Wissenschaftlicher Kongress

Prof. Thomas Hartung

Prof. Dr. Thomas Hartung MD, PhD, Professor für Pharmakologie und Toxikologie an der Universität Konstanz, Director CAAT US and Europe, Professor of Evidence Based Toxicology at the Johns Hopkins University Bloomberg School of Public Health, Baltimore, USA

Prof. Thomas Hartung

Prof. Dr. Dr. med. Thomas Hartung, MD PhD ist Lehrstuhlinhaber für Evidenz-basierte Toxikologie und Professor für Umweltgesundheit und -technik, sowie für Molekular Mikrobiologie und Immunologie an der Johns Hopkins Bloomberg School of Public Health, Baltimore. Außerdem hat er eine Professur für Pharmakologie und Toxikologie an der Universität Konstanz inne und ist Direktor von CAAT (Center for Alternatives to Animal Testing). Er ist der ehemalige Leiter des Europäischen Zentrums für die Validierung alternativer Methoden (ECVAM) und hat mehr als 500 wissenschaftliche Publikationen verfasst. 

Prof. Dr. Dr. med. Thomas Hartung, holds a chair for evidence-based toxicology, in the department of environmental health and engineering, with a joint appointment for molecular microbiology and immunology at the Johns Hopkins Bloomberg School of Public Health, Baltimore. He is also professor of pharmacology and toxicology at the University of Konstanz as well as director of CAAT (Center for Alternatives to Animal Testing). He is the former head of the European Center for the Validation of Alternative Methods (ECVAM) and has authored more than 500 scientific publications.

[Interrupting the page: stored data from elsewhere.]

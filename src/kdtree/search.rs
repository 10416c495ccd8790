//! Nearest and k-nearest neighbor queries.
//!
//! All three searches share the same pruning rule: after the subtree on the query's side of a
//! splitting plane is searched, the other subtree is only visited if the squared distance from the
//! query to the plane is smaller than the distance to the current best (or current k-th best).

use std::cmp::{Ordering, Reverse};
use std::collections::BinaryHeap;

use num_traits::Zero;

use crate::kdtree::index::KdTree;
use crate::kdtree::traversal::Node;
use crate::point::{Distance, KdPoint};
use crate::r#type::DistanceNum;

/// A value keyed by a distance, for use in the priority queues.
///
/// `BinaryHeap<HeapEntry<_, _>>` keeps the largest distance on top; wrap entries in [`Reverse`]
/// to keep the smallest on top.
#[derive(Debug)]
struct HeapEntry<N, V> {
    dist: N,
    value: V,
}

impl<N: PartialOrd, V> PartialEq for HeapEntry<N, V> {
    fn eq(&self, other: &Self) -> bool {
        self.cmp(other) == Ordering::Equal
    }
}

impl<N: PartialOrd, V> Eq for HeapEntry<N, V> {}

impl<N: PartialOrd, V> Ord for HeapEntry<N, V> {
    fn cmp(&self, other: &Self) -> Ordering {
        // Stored coordinates are finite, so only a NaN query can get here without an order.
        self.dist
            .partial_cmp(&other.dist)
            .unwrap_or(Ordering::Equal)
    }
}

impl<N: PartialOrd, V> PartialOrd for HeapEntry<N, V> {
    fn partial_cmp(&self, other: &Self) -> Option<Ordering> {
        Some(self.cmp(other))
    }
}

/// The closest item found so far.
struct Best<'a, T, N> {
    data: &'a T,
    dist: N,
}

impl<'a, T, N: PartialOrd + Copy> Best<'a, T, N> {
    /// Keep `data` if nothing was found yet or it is strictly closer than the current best.
    fn offer(best: &mut Option<Self>, data: &'a T, dist: N) {
        if best.as_ref().map_or(true, |b| dist < b.dist) {
            *best = Some(Self { data, dist });
        }
    }

    /// Whether everything at least `bound` away can be skipped.
    fn excludes(best: &Option<Self>, bound: N) -> bool {
        best.as_ref().is_some_and(|b| bound >= b.dist)
    }
}

impl<'a, P: KdPoint, T> KdTree<'a, P, T> {
    /// Find the data of the point nearest to `query` with a recursive depth-first search.
    ///
    /// Returns `None` if the tree is empty. When several points are equally near, the first one
    /// visited wins.
    pub fn nearest_recursive(&self, query: &P) -> Option<&'a T> {
        self.nearest_recursive_with_distance(query)
            .map(|(data, _)| data)
    }

    /// Like [`nearest_recursive`][Self::nearest_recursive], also returning the comparable
    /// distance between `query` and the found point.
    pub fn nearest_recursive_with_distance(&self, query: &P) -> Option<(&'a T, Distance<P>)> {
        let root = self.root()?;
        let mut best: Option<Best<'a, T, Distance<P>>> = None;

        nearest(query, root, &mut best);

        best.map(|b| (b.data, b.dist))
    }

    /// Find the data of the point nearest to `query` with a best-first search driven by a
    /// priority queue instead of recursion.
    ///
    /// Returns `None` if the tree is empty. Agrees with
    /// [`nearest_recursive`][Self::nearest_recursive] except, possibly, on which of several
    /// equally near points is returned.
    pub fn nearest_iterative(&self, query: &P) -> Option<&'a T> {
        self.nearest_iterative_with_distance(query)
            .map(|(data, _)| data)
    }

    /// Like [`nearest_iterative`][Self::nearest_iterative], also returning the comparable
    /// distance between `query` and the found point.
    pub fn nearest_iterative_with_distance(&self, query: &P) -> Option<(&'a T, Distance<P>)> {
        let root = self.root()?;
        let mut best: Option<Best<'a, T, Distance<P>>> = None;

        // The priority of a queued subtree is a lower bound of the distance to any of its points.
        let mut queue = BinaryHeap::new();
        queue.push(Reverse(HeapEntry {
            dist: Distance::<P>::zero(),
            value: root,
        }));

        while let Some(Reverse(entry)) = queue.pop() {
            if Best::excludes(&best, entry.dist) {
                // Nothing left in the queue can be closer.
                break;
            }

            let node = entry.value;
            let point = node.point();
            let d = query.comparable_distance(point);
            let dx = query.axis_delta(point, node.axis());

            Best::offer(&mut best, node.data(), d);

            let (near, far) = node.near_far(dx);
            if let Some(far) = far {
                queue.push(Reverse(HeapEntry {
                    dist: dx.saturating_square(),
                    value: far,
                }));
            }
            if let Some(near) = near {
                queue.push(Reverse(HeapEntry {
                    dist: Distance::<P>::zero(),
                    value: near,
                }));
            }
        }

        best.map(|b| (b.data, b.dist))
    }

    /// Find the data of the `k` points nearest to `query`, nearest first.
    ///
    /// Returns `min(k, self.len())` items. An empty tree or `k == 0` returns an empty vector.
    pub fn knearest(&self, query: &P, k: usize) -> Vec<&'a T> {
        self.knearest_with_distance(query, k)
            .into_iter()
            .map(|(data, _)| data)
            .collect()
    }

    /// Like [`knearest`][Self::knearest], also returning the comparable distance of each item.
    pub fn knearest_with_distance(&self, query: &P, k: usize) -> Vec<(&'a T, Distance<P>)> {
        let root = match self.root() {
            Some(root) if k >= 1 => root,
            _ => return vec![],
        };

        // Bounded max-heap: the top is the worst of the k best candidates so far.
        let mut result = BinaryHeap::with_capacity(k.min(self.len()) + 1);
        knearest(query, root, k, &mut result);

        result
            .into_sorted_vec()
            .into_iter()
            .map(|entry| (entry.value, entry.dist))
            .collect()
    }
}

fn nearest<'a, P: KdPoint, T>(
    query: &P,
    node: Node<'_, 'a, P, T>,
    best: &mut Option<Best<'a, T, Distance<P>>>,
) {
    let point = node.point();
    let d = query.comparable_distance(point);
    let dx = query.axis_delta(point, node.axis());

    Best::offer(best, node.data(), d);

    let (near, far) = node.near_far(dx);

    if let Some(near) = near {
        nearest(query, near, best);
    }

    if Best::excludes(best, dx.saturating_square()) {
        return;
    }

    if let Some(far) = far {
        nearest(query, far, best);
    }
}

fn knearest<'a, P: KdPoint, T>(
    query: &P,
    node: Node<'_, 'a, P, T>,
    k: usize,
    result: &mut BinaryHeap<HeapEntry<Distance<P>, &'a T>>,
) {
    let point = node.point();
    let d = query.comparable_distance(point);
    let dx = query.axis_delta(point, node.axis());

    let admit = match result.peek() {
        Some(worst) if result.len() >= k => d <= worst.dist,
        _ => true,
    };
    if admit {
        result.push(HeapEntry {
            dist: d,
            value: node.data(),
        });
        if result.len() > k {
            result.pop();
        }
    }

    let (near, far) = node.near_far(dx);

    if let Some(near) = near {
        knearest(query, near, k, result);
    }

    // Until k candidates are held there is no bound to prune against.
    if let Some(worst) = result.peek() {
        if result.len() >= k && dx.saturating_square() >= worst.dist {
            return;
        }
    }

    if let Some(far) = far {
        knearest(query, far, k, result);
    }
}
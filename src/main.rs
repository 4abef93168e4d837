use anyhow::Context;
use clap::Parser;
use dailyflow::{
    Cli, DailyFlow, DailyFlowError, OutputFormatter, OutputMode, RunDate, UserFriendlyError,
};
use std::process;

#[tokio::main]
async fn main() {
    let exit_code = run().await;
    process::exit(exit_code);
}

async fn run() -> i32 {
    let cli = Cli::parse();

    if let Err(e) = setup_logging(&cli) {
        eprintln!("Warning: {:#}", e);
    }

    if cli.generate_config {
        return handle_generate_config(&cli);
    }

    let date = match cli.run_date() {
        Ok(date) => date,
        Err(e) => {
            print_startup_error(&cli, &e);
            return e.exit_code();
        }
    };

    let dailyflow = match DailyFlow::from_cli(&cli) {
        Ok(dailyflow) => dailyflow,
        Err(e) => {
            print_startup_error(&cli, &e);
            return e.exit_code();
        }
    };

    if cli.dry_run {
        return handle_dry_run(&dailyflow, &date);
    }

    match dailyflow.run(&date, cli.run_mode()).await {
        Ok(report) => {
            dailyflow.output_formatter().print_run_report(&report);
            0
        }
        Err(e) => {
            dailyflow.handle_error(&e);
            e.exit_code()
        }
    }
}

fn handle_generate_config(cli: &Cli) -> i32 {
    let config_path = cli
        .config
        .as_ref()
        .map(|p| p.to_string_lossy().to_string())
        .unwrap_or_else(|| "dailyflow.toml".to_string());

    match DailyFlow::generate_sample_config(&config_path) {
        Ok(()) => {
            println!("Generated sample configuration file: {}", config_path);
            println!("\nTo use this configuration:");
            println!("  dailyflow --config {}", config_path);
            println!("\nSet `root` under [paths] to the directory holding data/.");
            0
        }
        Err(e) => {
            eprintln!("Failed to generate configuration file: {}", e.user_message());
            if let Some(suggestion) = e.suggestion() {
                eprintln!("Suggestion: {}", suggestion);
            }
            1
        }
    }
}

fn handle_dry_run(dailyflow: &DailyFlow, date: &RunDate) -> i32 {
    let formatter = dailyflow.output_formatter();

    formatter.info("DRY RUN MODE - nothing will be created or executed");

    match dailyflow.plan(date) {
        Ok((plan, directories)) => {
            formatter.print_plan(&plan, &directories);
            formatter.print_separator();
            formatter.success("Dry run completed successfully");
            0
        }
        Err(e) => {
            dailyflow.handle_error(&e);
            e.exit_code()
        }
    }
}

fn print_startup_error(cli: &Cli, error: &DailyFlowError) {
    let formatter = OutputFormatter::new(OutputMode::from(&cli.output_format), 0, false);
    formatter.print_user_friendly_error(error);
}

fn setup_logging(cli: &Cli) -> anyhow::Result<()> {
    env_logger::Builder::from_env(env_logger::Env::default().default_filter_or(cli.log_filter()))
        .format_timestamp_secs()
        .try_init()
        .context("failed to initialise logging")
}
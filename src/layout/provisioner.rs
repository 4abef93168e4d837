use crate::config::Config;
use crate::error::{DailyFlowError, Result};
use crate::run_date::RunDate;
use crate::scanner::source_scanner::list_entries;
use serde::{Deserialize, Serialize};
use std::fs;
use std::path::PathBuf;

#[derive(Debug, Clone, PartialEq, Eq, Serialize, Deserialize)]
#[serde(rename_all = "snake_case", tag = "kind", content = "name")]
pub enum DirectoryTarget {
    Csv,
    Table(String),
}

#[derive(Debug, Clone, Serialize, Deserialize)]
pub struct ProvisionedDirectory {
    pub target: DirectoryTarget,
    pub path: PathBuf,
    /// False when the directory was already there.
    pub created: bool,
}

impl ProvisionedDirectory {
    pub fn describe(&self) -> String {
        let state = if self.created { "created" } else { "already present" };
        match &self.target {
            DirectoryTarget::Csv => {
                format!("CSV directory {} at: {}", state, self.path.display())
            }
            DirectoryTarget::Table(table) => format!(
                "Directory for table {} {} at: {}",
                table,
                state,
                self.path.display()
            ),
        }
    }
}

#[derive(Debug, Clone, Serialize, Deserialize)]
pub struct ProvisionReport {
    pub date: RunDate,
    pub directories: Vec<ProvisionedDirectory>,
}

impl ProvisionReport {
    pub fn created_count(&self) -> usize {
        self.directories.iter().filter(|d| d.created).count()
    }
}

pub struct DirectoryProvisioner<'a> {
    config: &'a Config,
}

impl<'a> DirectoryProvisioner<'a> {
    pub fn new(config: &'a Config) -> Self {
        Self { config }
    }

    /// The directories a run for `date` needs, without touching anything.
    ///
    /// Tables are read from the table source directory, so it must exist.
    pub fn planned_directories(&self, date: &RunDate) -> Result<Vec<(DirectoryTarget, PathBuf)>> {
        let root = self.config.root()?;
        fs::metadata(root).map_err(|e| DailyFlowError::filesystem(root, e))?;

        let table_root = self.config.table_source_path()?;
        let tables = list_entries(&table_root)?;

        let mut planned = Vec::with_capacity(tables.len() + 1);
        planned.push((
            DirectoryTarget::Csv,
            self.config.csv_target_path()?.join(date.as_str()),
        ));
        for table in tables {
            // Join the raw name; the lossy form is only for reporting.
            let path = table_root.join(&table).join(date.as_str());
            let label = table.to_string_lossy().into_owned();
            planned.push((DirectoryTarget::Table(label), path));
        }

        Ok(planned)
    }

    /// Creates every directory for `date`. Existing directories are left
    /// alone; the first filesystem error aborts the run.
    pub fn provision(&self, date: &RunDate) -> Result<ProvisionReport> {
        let mut directories = Vec::new();

        for (target, path) in self.planned_directories(date)? {
            let created = !path.is_dir();
            fs::create_dir_all(&path).map_err(|e| DailyFlowError::filesystem(&path, e))?;

            let directory = ProvisionedDirectory {
                target,
                path,
                created,
            };
            log::info!("{}", directory.describe());
            directories.push(directory);
        }

        Ok(ProvisionReport {
            date: date.clone(),
            directories,
        })
    }
}

/// Ensure the dated output directories exist for `date`.
pub fn provision_directories(config: &Config, date: &RunDate) -> Result<ProvisionReport> {
    DirectoryProvisioner::new(config).provision(date)
}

Die Erforschung neurologischer Erkrankungen mit dem Mini-Gehirn aus dem Labor

The study of neurological diseases with laboratory-grown mini-brains

Thomas Hartung, Johns Hopkins University CAAT

Technological advances over the last decades now give us access to high-quality human cells from stem cells and increasingly to culture these in organotypic conditions to form microphysiological systems. This allows to progress towards modeling and testing also of chronic and complex systemic diseases. The example of the creation of human ‘mini brains’ from stem cells shows how these models could prove instrumental in efforts to study neurological diseases and reduce animal testing. We recently described the first model, which is standardized in size and composition and thus allows substance testing. The neurons of these 3-dimensional organoids communicate spontaneously by neurotransmitters and electrical depolarisation. This allows combining them with a micro-electrode array (MEA) to monitor key brain functionality non-invasively. By forming these mini brains from different patient’s cells allows, for the first time, to study individual susceptibilities to toxicants. Patients, who developed a disease, obviously have the genetic make-up rendering them sensitive. 
This new approach can further be amplified by embracing mini-organs on chips. The human body has more than 200 cell types, many of which can now be cultured. But as a pile of bricks is not a house, a bunch of cells is not an organ and certainly not an organism. The game-changer is that bioengineers and biologists are beginning to build functional mini-organs (microphysiological systems with organ functionalities) and putting them together with microfluidics.It is important that this new method not only enables toxicity testing but various disease models. Mini-brains are the most promising tools to study infection of the (developing) human brain with infectious agents like Zika virus, HIV, JC virus or malaria. A breakthrough development is that these mini-organs can also be frozen and still show functions such as neurite outgrowth after thawing. Freezing mini-brains allows to stock-pile them, test their quality and then send them to where they are needed the most. We can produce thousands of identical mini-brains for testing drugs and secondly, we also have functional glia cells present, which play an important role e.g. in HIV infection. Ongoing studies allow assessing, for example the damage to brain development that genes and chemicals associated with autism exert. Collaborative work into Parkinson’s and Alzheimer’s disease, Amyotrophic Lateral Sclerosis, Multiple Sclerosis, trauma, stroke and brain cancer are on the way.